In the data that follows, count the lines in which the word "than" occurs, and report that figure alone.

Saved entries
= = = =

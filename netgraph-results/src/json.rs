//! JSON-safe export (§6.3): `NaN`/`Inf` become strings rather than failing
//! `serde_json`'s native float encoding, and result types opt into export by
//! implementing [`ToDict`] (the idiomatic-Rust stand-in for "has a `to_dict()`
//! method" duck typing).

use serde_json::{Map, Value};

/// Encodes `x` as a JSON number, or as the string `"NaN"` / `"Infinity"` /
/// `"-Infinity"` when it isn't finite (`serde_json::Number` cannot represent
/// those, and silently failing the whole export over one bad float would be
/// worse than a clearly-tagged string).
pub fn safe_number(x: f64) -> Value {
    if x.is_nan() {
        Value::String("NaN".to_string())
    } else if x.is_infinite() {
        Value::String(if x > 0.0 { "Infinity" } else { "-Infinity" }.to_string())
    } else {
        serde_json::Number::from_f64(x).map(Value::Number).unwrap_or(Value::Null)
    }
}

/// A type that knows how to render itself as a JSON-safe value for the Result
/// Store. Implemented for the domain result types (demand placement, max-flow
/// summaries, exclusion masks, Monte Carlo output) plus the usual scalar/container
/// building blocks.
pub trait ToDict {
    fn to_dict(&self) -> Value;
}

impl ToDict for f64 {
    fn to_dict(&self) -> Value {
        safe_number(*self)
    }
}

impl ToDict for bool {
    fn to_dict(&self) -> Value {
        Value::Bool(*self)
    }
}

impl ToDict for String {
    fn to_dict(&self) -> Value {
        Value::String(self.clone())
    }
}

impl ToDict for &str {
    fn to_dict(&self) -> Value {
        Value::String(self.to_string())
    }
}

macro_rules! impl_to_dict_via_json_number {
    ($($t:ty),*) => {
        $(
            impl ToDict for $t {
                fn to_dict(&self) -> Value {
                    serde_json::json!(*self)
                }
            }
        )*
    };
}

impl_to_dict_via_json_number!(u64, i64, usize, u32, i32);

impl<T: ToDict> ToDict for Vec<T> {
    fn to_dict(&self) -> Value {
        Value::Array(self.iter().map(ToDict::to_dict).collect())
    }
}

impl<T: ToDict> ToDict for Option<T> {
    fn to_dict(&self) -> Value {
        match self {
            Some(v) => v.to_dict(),
            None => Value::Null,
        }
    }
}

/// Builds a JSON object from a `name -> f64` map, sanitizing every value.
pub fn number_map(map: &indexmap::IndexMap<String, f64>) -> Value {
    let object: Map<String, Value> = map.iter().map(|(k, v)| (k.clone(), safe_number(*v))).collect();
    Value::Object(object)
}

#[cfg(test)]
mod tests {
    use super::*;

    #[test]
    fn nan_and_infinity_become_strings() {
        assert_eq!(safe_number(f64::NAN), Value::String("NaN".to_string()));
        assert_eq!(safe_number(f64::INFINITY), Value::String("Infinity".to_string()));
        assert_eq!(safe_number(f64::NEG_INFINITY), Value::String("-Infinity".to_string()));
    }

    #[test]
    fn finite_floats_stay_numbers() {
        assert_eq!(safe_number(2.5), serde_json::json!(2.5));
    }
}
//! Opaque attribute values attached to nodes, links, risk groups, and the network
//! itself (§3 Data Model). Values may be strings, numbers, booleans, arrays, or
//! nested maps; attribute paths use dot notation (e.g. `hardware.vendor`) to reach
//! into nested maps.

use indexmap::IndexMap;
use serde::{Deserialize, Serialize};
use std::fmt;

/// An insertion-ordered attribute dictionary.
pub type AttrMap = IndexMap<String, AttrValue>;

/// A JSON-safe, dot-path addressable attribute value.
#[derive(Debug, Clone, PartialEq, Serialize, Deserialize)]
#[serde(untagged)]
pub enum AttrValue {
    String(String),
    Number(f64),
    Bool(bool),
    Array(Vec<AttrValue>),
    Map(AttrMap),
}

impl AttrValue {
    pub fn as_str(&self) -> Option<&str> {
        match self {
            AttrValue::String(s) => Some(s),
            _ => None,
        }
    }

    pub fn as_f64(&self) -> Option<f64> {
        match self {
            AttrValue::Number(n) => Some(*n),
            _ => None,
        }
    }

    pub fn as_bool(&self) -> Option<bool> {
        match self {
            AttrValue::Bool(b) => Some(*b),
            _ => None,
        }
    }

    pub fn as_array(&self) -> Option<&[AttrValue]> {
        match self {
            AttrValue::Array(items) => Some(items),
            _ => None,
        }
    }

    pub fn as_map(&self) -> Option<&AttrMap> {
        match self {
            AttrValue::Map(m) => Some(m),
            _ => None,
        }
    }

    /// Resolve a dot-path (e.g. `"hardware.vendor"`) against a nested map value.
    pub fn get_path<'a>(&'a self, path: &str) -> Option<&'a AttrValue> {
        let mut current = self;
        for segment in path.split('.') {
            current = current.as_map()?.get(segment)?;
        }
        Some(current)
    }

    /// Numeric ordering; `None` if either side is not numeric.
    pub fn partial_cmp_numeric(&self, other: &AttrValue) -> Option<std::cmp::Ordering> {
        self.as_f64()?.partial_cmp(&other.as_f64()?)
    }

    pub fn to_json(&self) -> serde_json::Value {
        serde_json::to_value(self).unwrap_or(serde_json::Value::Null)
    }
}

impl fmt::Display for AttrValue {
    fn fmt(&self, f: &mut fmt::Formatter<'_>) -> fmt::Result {
        match self {
            AttrValue::String(s) => write!(f, "{s}"),
            AttrValue::Number(n) => write!(f, "{n}"),
            AttrValue::Bool(b) => write!(f, "{b}"),
            AttrValue::Array(_) | AttrValue::Map(_) => write!(f, "{}", self.to_json()),
        }
    }
}

impl From<&str> for AttrValue {
    fn from(value: &str) -> Self {
        AttrValue::String(value.to_string())
    }
}

impl From<String> for AttrValue {
    fn from(value: String) -> Self {
        AttrValue::String(value)
    }
}

impl From<f64> for AttrValue {
    fn from(value: f64) -> Self {
        AttrValue::Number(value)
    }
}

impl From<bool> for AttrValue {
    fn from(value: bool) -> Self {
        AttrValue::Bool(value)
    }
}

/// Resolve a dot-path against a top-level attribute map.
pub fn get_path<'a>(attrs: &'a AttrMap, path: &str) -> Option<&'a AttrValue> {
    let mut parts = path.split('.');
    let head = parts.next()?;
    let mut current = attrs.get(head)?;
    for segment in parts {
        current = current.as_map()?.get(segment)?;
    }
    Some(current)
}
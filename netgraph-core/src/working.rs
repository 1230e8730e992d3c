//! §7 Working Graph: the graph algorithms actually run on. A `WorkingGraph` is
//! derived from a [`Network`] by dropping every node/link that is disabled or
//! named in an [`ExclusionMask`] (failed, under maintenance, risk-group down).
//!
//! Two historically separate containers — the authored `Network` and the
//! algorithm-facing working copy — are unified here by building both on the same
//! [`StrictMultiDiGraph`], parameterized by different payload types.

use crate::error::GraphResult;
use crate::graph::StrictMultiDiGraph;
use crate::ids::{make_link_id, FlowIndex};
use crate::model::Network;
use indexmap::{IndexMap, IndexSet};

/// Names/ids to exclude when building a [`WorkingGraph`] from a [`Network`], on top
/// of whatever is already marked `disabled`. Built by the Failure Policy Evaluator
/// from risk-group expansion, or directly for ad-hoc what-if exclusion.
#[derive(Debug, Clone, Default, PartialEq, Eq)]
pub struct ExclusionMask {
    pub nodes: IndexSet<String>,
    pub links: IndexSet<String>,
}

impl ExclusionMask {
    pub fn new() -> Self {
        Self::default()
    }

    pub fn with_nodes(nodes: impl IntoIterator<Item = String>) -> Self {
        Self {
            nodes: nodes.into_iter().collect(),
            links: IndexSet::new(),
        }
    }

    pub fn with_links(links: impl IntoIterator<Item = String>) -> Self {
        Self {
            nodes: IndexSet::new(),
            links: links.into_iter().collect(),
        }
    }

    pub fn excludes_node(&self, name: &str) -> bool {
        self.nodes.contains(name)
    }

    pub fn excludes_link(&self, id: &str) -> bool {
        self.links.contains(id)
    }

    pub fn is_empty(&self) -> bool {
        self.nodes.is_empty() && self.links.is_empty()
    }

    pub fn merge(mut self, other: &ExclusionMask) -> Self {
        self.nodes.extend(other.nodes.iter().cloned());
        self.links.extend(other.links.iter().cloned());
        self
    }
}

/// A node as seen by the algorithms: just whether it's in play.
#[derive(Debug, Clone, PartialEq)]
pub struct WorkingNode {
    pub name: String,
}

/// A link as seen by the algorithms, carrying the flows currently placed on it.
/// `capacity`/`cost` are copied from the originating [`crate::model::Link`] at
/// working-graph build time; later edits to the `Network` don't retroactively
/// change an already-built `WorkingGraph`.
#[derive(Debug, Clone, PartialEq)]
pub struct WorkingEdge {
    pub id: String,
    pub source: String,
    pub target: String,
    pub capacity: f64,
    pub cost: f64,
    pub flows: IndexMap<FlowIndex, f64>,
}

impl WorkingEdge {
    pub fn new(id: impl Into<String>, source: impl Into<String>, target: impl Into<String>, capacity: f64, cost: f64) -> Self {
        Self {
            id: id.into(),
            source: source.into(),
            target: target.into(),
            capacity,
            cost,
            flows: IndexMap::new(),
        }
    }

    pub fn placed_flow(&self) -> f64 {
        self.flows.values().sum()
    }

    pub fn remaining_capacity(&self) -> f64 {
        self.capacity - self.placed_flow()
    }

    /// Adds `volume` to the flow identified by `index`, creating the entry if absent.
    /// Does not check capacity — callers (the capacity/max-flow engines) are
    /// responsible for only placing what `remaining_capacity` allows.
    pub fn place_flow(&mut self, index: FlowIndex, volume: f64) {
        *self.flows.entry(index).or_insert(0.0) += volume;
    }

    /// Removes `volume` from the flow identified by `index`; drops the entry once
    /// it reaches (approximately) zero.
    pub fn remove_flow(&mut self, index: &FlowIndex, volume: f64) {
        if let Some(existing) = self.flows.get_mut(index) {
            *existing -= volume;
            if existing.abs() < 1e-10 {
                self.flows.shift_remove(index);
            }
        }
    }

    pub fn clear_flows(&mut self) {
        self.flows.clear();
    }
}

/// The graph algorithms run on: enabled nodes/links only, each edge tracking the
/// flows already placed on it.
pub type WorkingGraph = StrictMultiDiGraph<WorkingNode, WorkingEdge>;

/// Options for [`build_working_graph`].
#[derive(Debug, Clone, Copy)]
pub struct WorkingGraphOptions {
    /// Mirror every surviving link with a same-capacity, same-cost reverse edge
    /// (§6.2 "optional add reverse edge flag"), for analyses that treat links as
    /// bidirectional.
    pub add_reverse_edges: bool,
}

impl Default for WorkingGraphOptions {
    fn default() -> Self {
        Self {
            add_reverse_edges: false,
        }
    }
}

/// Builds a [`WorkingGraph`] from `network`, dropping nodes/links that are
/// `disabled` or named in `exclusions`. A node excluded this way takes its incident
/// links with it even if those links aren't separately excluded.
pub fn build_working_graph(
    network: &Network,
    exclusions: &ExclusionMask,
    options: WorkingGraphOptions,
) -> GraphResult<WorkingGraph> {
    let mut working = StrictMultiDiGraph::new();

    for node in network.nodes() {
        if node.disabled || exclusions.excludes_node(&node.name) {
            continue;
        }
        working.add_node(node.name.clone(), WorkingNode { name: node.name.clone() })?;
    }

    for link in network.links() {
        if link.disabled || exclusions.excludes_link(&link.id) {
            continue;
        }
        if !working.has_node(&link.source) || !working.has_node(&link.target) {
            continue;
        }
        let edge = WorkingEdge::new(link.id.clone(), link.source.clone(), link.target.clone(), link.capacity, link.cost);
        working.add_edge(&link.source, &link.target, Some(link.id.clone()), edge)?;

        if options.add_reverse_edges {
            let reverse_id = make_link_id(&link.target, &link.source);
            let reverse = WorkingEdge::new(reverse_id.clone(), link.target.clone(), link.source.clone(), link.capacity, link.cost);
            working.add_edge(&link.target, &link.source, Some(reverse_id), reverse)?;
        }
    }

    Ok(working)
}

#[cfg(test)]
mod tests {
    use super::*;
    use crate::model::{Link, Node};

    fn sample_network() -> Network {
        let mut net = Network::new();
        net.add_node(Node::new("A")).unwrap();
        net.add_node(Node::new("B")).unwrap();
        let mut c = Node::new("C");
        c.disabled = true;
        net.add_node(c).unwrap();
        net.add_link(Link::new("ab", "A", "B", 10.0)).unwrap();
        let mut bc = Link::new("bc", "B", "C", 5.0);
        bc.disabled = false;
        net.add_link(bc).unwrap();
        net
    }

    #[test]
    fn disabled_node_and_its_links_are_excluded() {
        let net = sample_network();
        let working = build_working_graph(&net, &ExclusionMask::new(), WorkingGraphOptions::default()).unwrap();
        assert!(working.has_node("A"));
        assert!(working.has_node("B"));
        assert!(!working.has_node("C"));
        assert!(working.has_edge("ab"));
        assert!(!working.has_edge("bc"));
    }

    #[test]
    fn exclusion_mask_drops_named_link() {
        let net = sample_network();
        let mask = ExclusionMask::with_links(["ab".to_string()]);
        let working = build_working_graph(&net, &mask, WorkingGraphOptions::default()).unwrap();
        assert!(!working.has_edge("ab"));
    }

    #[test]
    fn reverse_edges_are_added_when_requested() {
        let net = sample_network();
        let options = WorkingGraphOptions { add_reverse_edges: true };
        let working = build_working_graph(&net, &ExclusionMask::new(), options).unwrap();
        assert!(working.has_edge("ab"));
        assert_eq!(working.edges_between("B", "A").len(), 1);
    }

    #[test]
    fn place_and_remove_flow_tracks_remaining_capacity() {
        let mut edge = WorkingEdge::new("e", "A", "B", 10.0, 1.0);
        let idx = FlowIndex::new("A", "B", 0, 0);
        edge.place_flow(idx.clone(), 4.0);
        assert_eq!(edge.remaining_capacity(), 6.0);
        edge.remove_flow(&idx, 4.0);
        assert_eq!(edge.remaining_capacity(), 10.0);
        assert!(edge.flows.is_empty());
    }
}
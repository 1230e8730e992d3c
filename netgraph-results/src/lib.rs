//! Step-scoped Result Store (§3, §6.3) and the `ToDict` export contract domain
//! result types implement to participate in it.

pub mod domain;
pub mod error;
pub mod json;
pub mod store;

pub use error::{ResultsError, ResultsResult};
pub use json::{safe_number, ToDict};
pub use store::{ResultStore, ScenarioSnapshot};
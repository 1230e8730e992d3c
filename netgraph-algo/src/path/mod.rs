//! §4.2 Path Engine: edge-selection policies, SPF, KSP, and path enumeration.

pub mod bundle;
pub mod ksp;
pub mod select;
pub mod spf;

pub use bundle::{Path, PathBundle, PathStep};
pub use ksp::{k_shortest_paths, KspConfig};
pub use select::EdgeSelection;
pub use spf::{spf as shortest_path_first, SpfTree};
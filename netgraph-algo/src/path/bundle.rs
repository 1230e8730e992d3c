//! §3 Data Model ("Path", "Path-Bundle") and §4.2.4 Path Enumeration.

use indexmap::IndexMap;

/// One hop of a concrete path: the node arrived at, and the tuple of parallel edge
/// ids used to reach it from the previous step. The final step's `edges` is always
/// empty (there is no "next hop" from the destination).
#[derive(Debug, Clone)]
pub struct PathStep {
    pub node: String,
    pub edges: Vec<String>,
}

/// A concrete path from source to destination. Two paths compare equal iff their
/// step sequences are structurally equal (cost is a derived, not compared, field).
#[derive(Debug, Clone)]
pub struct Path {
    pub steps: Vec<PathStep>,
    pub cost: f64,
}

impl PartialEq for Path {
    fn eq(&self, other: &Self) -> bool {
        if self.steps.len() != other.steps.len() {
            return false;
        }
        self.steps.iter().zip(other.steps.iter()).all(|(a, b)| a.node == b.node && a.edges == b.edges)
    }
}

impl Path {
    pub fn source(&self) -> Option<&str> {
        self.steps.first().map(|s| s.node.as_str())
    }

    pub fn destination(&self) -> Option<&str> {
        self.steps.last().map(|s| s.node.as_str())
    }

    pub fn nodes(&self) -> Vec<&str> {
        self.steps.iter().map(|s| s.node.as_str()).collect()
    }
}

/// A reverse predecessor DAG from `dst` back to `src`, produced by SPF or one Yen
/// iteration of KSP: `preds[v]` maps each predecessor `u` to the parallel edge ids
/// selected for `u -> v`.
#[derive(Debug, Clone)]
pub struct PathBundle {
    pub src: String,
    pub dst: String,
    pub cost: f64,
    pub preds: IndexMap<String, IndexMap<String, Vec<String>>>,
}

impl PathBundle {
    /// Enumerate concrete paths by reverse DFS from `dst` to `src`. Assumes the
    /// predecessor graph is acyclic (no runtime cycle check, per §4.2.4).
    ///
    /// With `split_parallel_edges`, each parallel-edge group yields one path per
    /// edge (Cartesian product across all hops); otherwise each hop keeps its full
    /// edge tuple and exactly one path per predecessor combination is produced.
    pub fn enumerate(&self, split_parallel_edges: bool) -> Vec<Path> {
        let mut out = Vec::new();
        let mut frontier: Vec<Vec<PathStep>> = vec![vec![PathStep {
            node: self.dst.clone(),
            edges: Vec::new(),
        }]];

        while let Some(partial) = frontier.pop() {
            let head = partial.last().expect("partial path is never empty").node.clone();
            if head == self.src {
                let mut steps = partial;
                steps.reverse();
                out.push(Path { steps, cost: self.cost });
                continue;
            }
            let Some(preds) = self.preds.get(&head) else {
                continue;
            };
            for (pred, edges) in preds {
                if split_parallel_edges {
                    for edge in edges {
                        let mut next = partial.clone();
                        next.push(PathStep {
                            node: pred.clone(),
                            edges: vec![edge.clone()],
                        });
                        frontier.push(next);
                    }
                } else {
                    let mut next = partial.clone();
                    next.push(PathStep {
                        node: pred.clone(),
                        edges: edges.clone(),
                    });
                    frontier.push(next);
                }
            }
        }

        out
    }
}

#[cfg(test)]
mod tests {
    use super::*;

    fn diamond_bundle() -> PathBundle {
        // src -> {m1,m2} -> dst, each hop a single edge (no ties), mirroring a
        // two-predecessor equal-cost DAG.
        let mut preds = IndexMap::new();
        let mut dst_preds = IndexMap::new();
        dst_preds.insert("m1".to_string(), vec!["m1_dst".to_string()]);
        dst_preds.insert("m2".to_string(), vec!["m2_dst".to_string()]);
        preds.insert("dst".to_string(), dst_preds);
        let mut m1_preds = IndexMap::new();
        m1_preds.insert("src".to_string(), vec!["src_m1".to_string()]);
        preds.insert("m1".to_string(), m1_preds);
        let mut m2_preds = IndexMap::new();
        m2_preds.insert("src".to_string(), vec!["src_m2".to_string()]);
        preds.insert("m2".to_string(), m2_preds);
        PathBundle {
            src: "src".to_string(),
            dst: "dst".to_string(),
            cost: 2.0,
            preds,
        }
    }

    #[test]
    fn enumerate_yields_one_path_per_branch() {
        let bundle = diamond_bundle();
        let paths = bundle.enumerate(false);
        assert_eq!(paths.len(), 2);
        for path in &paths {
            assert_eq!(path.source(), Some("src"));
            assert_eq!(path.destination(), Some("dst"));
            assert!(path.steps.last().unwrap().edges.is_empty());
        }
    }

    #[test]
    fn split_parallel_edges_cartesian_products_tied_hops() {
        let mut preds = IndexMap::new();
        let mut dst_preds = IndexMap::new();
        dst_preds.insert("src".to_string(), vec!["e1".to_string(), "e2".to_string()]);
        preds.insert("dst".to_string(), dst_preds);
        let bundle = PathBundle {
            src: "src".to_string(),
            dst: "dst".to_string(),
            cost: 1.0,
            preds,
        };
        let grouped = bundle.enumerate(false);
        assert_eq!(grouped.len(), 1);
        assert_eq!(grouped[0].steps[0].edges.len(), 2);

        let split = bundle.enumerate(true);
        assert_eq!(split.len(), 2);
        assert_ne!(split[0], split[1]);
    }
}
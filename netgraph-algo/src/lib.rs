//! Algorithm layer: Path Engine (§4.2), Capacity Engine (§4.3), Max-Flow Engine
//! (§4.4), Flow Policy (§4.5), and Demand Manager (§4.6), all operating on the
//! [`netgraph_core::WorkingGraph`] built by the core crate.

pub mod capacity;
pub mod consts;
pub mod demand;
pub mod error;
pub mod flow_policy;
pub mod maxflow;
pub mod msd;
pub mod path;

pub use capacity::{calculate_flow, place_flow_on_graph, remove_flow_from_graph, FlowPlacement, PlacementOutcome};
pub use demand::{place_demands, Demand, DemandPlacementResult, GroupBy};
pub use error::{AlgoError, AlgoResult};
pub use msd::{max_supported_demand, MsdConfig};
pub use flow_policy::{FlowPolicy, FlowPolicyConfig};
pub use maxflow::{
    max_flow, max_flow_combine, max_flow_pairwise, saturated_edges, sensitivity_analysis, GroupMode, MaxFlowOptions,
    MaxFlowSummary,
};
pub use path::{k_shortest_paths, shortest_path_first, EdgeSelection, KspConfig, Path, PathBundle, PathStep, SpfTree};
//! §4.8 Monte Carlo Harness and its analysis-function wrappers.

pub mod error;
pub mod harness;
pub mod pattern;
pub mod wrappers;

pub use error::{BatchError, BatchResult};
pub use harness::{run_monte_carlo, MonteCarloConfig, MonteCarloResult, PatternOutcome};
pub use pattern::pattern_hash;
pub use wrappers::{demand_placement, max_flow_per_pair, max_supportable_demand, sensitivity};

= = = =

◆ Response: 2